11. Wer ist Ihr derzeitiger Ansprechpartner für die Telematik-Infrastruktur?

Michaela Schlösser: Mein Softwarehaus, aber nur der Einfachheit halber. Die Softwareanbieter nutzen jede Gelegenheit, um ihre Pauschalen zu erhöhen, wie z. B. für eine 24 Stunden-Wartung oder die Programmierung des bundeseinheitlichen Medikationsplans. Hier könnte die KV rechtzeitig reagieren und es dadurch kostenneutral für die Praxen gestalten.

12. Haben Sie Ängste bezüglich der Kommunikation über die Telematik-Infrastruktur mit den Krankenkassen und wenn ja, welche?

Michaela Schlösser: Ja, ich habe Bedenken. Ich habe ein Problem damit, von den Krankenkassen ausgespäht zu werden. Es könnten aufgrund der Zusammenführung von Daten, wie z.

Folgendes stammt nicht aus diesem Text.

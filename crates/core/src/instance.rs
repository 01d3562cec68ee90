// SPDX-License-Identifier: BUSL-1.1
// Copyright (c) 2026 Alfred Jean LLC

//! Instance records: the attributes one running service instance publishes
//! into the coordination store, and the key consumers look them up under.

use std::fmt;
use std::str::FromStr;

use serde::{Deserialize, Serialize};

use crate::endpoint::Endpoint;

/// Deterministic instance UUID: `"<ip>:<port>-<pid>-<name>-<version>"`.
///
/// Re-running the same service on the same endpoint from the same process
/// produces the same UUID, so re-registration updates in place instead of
/// leaking a second record.
pub fn instance_uuid(ip: &str, port: u16, pid: u32, name: &str, version: &str) -> String {
    format!("{}:{}-{}-{}-{}", ip, port, pid, name, version)
}

/// The set of attributes published per running service instance.
#[derive(Debug, Clone, PartialEq, Eq, Serialize, Deserialize)]
pub struct InstanceRecord {
    pub uuid: String,
    pub name: String,
    pub version: String,
    pub region: String,
    pub ip: String,
    pub port: u16,
    /// Upper bound when the server probed upward from its configured port.
    pub max_port: u16,
    /// Atomic publish flag. The instance is invisible to consumers until
    /// this is true; it is always the last attribute written.
    pub registered: bool,
}

impl InstanceRecord {
    pub fn endpoint(&self) -> Endpoint {
        Endpoint::new(self.ip.clone(), self.port)
    }
}

/// Lookup key for the registry index: `"<name>/<version>/<region>"`.
#[derive(Debug, Clone, PartialEq, Eq, Hash, PartialOrd, Ord)]
pub struct ServiceKey {
    pub name: String,
    pub version: String,
    pub region: String,
}

impl ServiceKey {
    pub fn new(
        name: impl Into<String>,
        version: impl Into<String>,
        region: impl Into<String>,
    ) -> Self {
        Self { name: name.into(), version: version.into(), region: region.into() }
    }
}

impl fmt::Display for ServiceKey {
    fn fmt(&self, f: &mut fmt::Formatter<'_>) -> fmt::Result {
        write!(f, "{}/{}/{}", self.name, self.version, self.region)
    }
}

impl FromStr for ServiceKey {
    type Err = ServiceKeyParseError;

    fn from_str(s: &str) -> Result<Self, Self::Err> {
        let mut parts = s.splitn(3, '/');
        match (parts.next(), parts.next(), parts.next()) {
            (Some(name), Some(version), Some(region))
                if !name.is_empty() && !version.is_empty() && !region.is_empty() =>
            {
                Ok(Self::new(name, version, region))
            }
            _ => Err(ServiceKeyParseError(s.to_string())),
        }
    }
}

#[derive(Debug, thiserror::Error, PartialEq, Eq)]
#[error("invalid service key (want name/version/region): {0:?}")]
pub struct ServiceKeyParseError(pub String);

#[cfg(test)]
#[path = "instance_tests.rs"]
mod tests;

B. Diagnosen, Patientenstruktur und Verordnungsverhalten Argumente gefunden werden, die z. B. in einem Prüfverfahren gegen mich verwendet werden könnten, … Das hat auch Nachteile für den Patienten, er wird zum „gläsernen“!

FKQS-SH: Sehr geehrte Frau Schlösser, wir bedanken uns für das Gespräch.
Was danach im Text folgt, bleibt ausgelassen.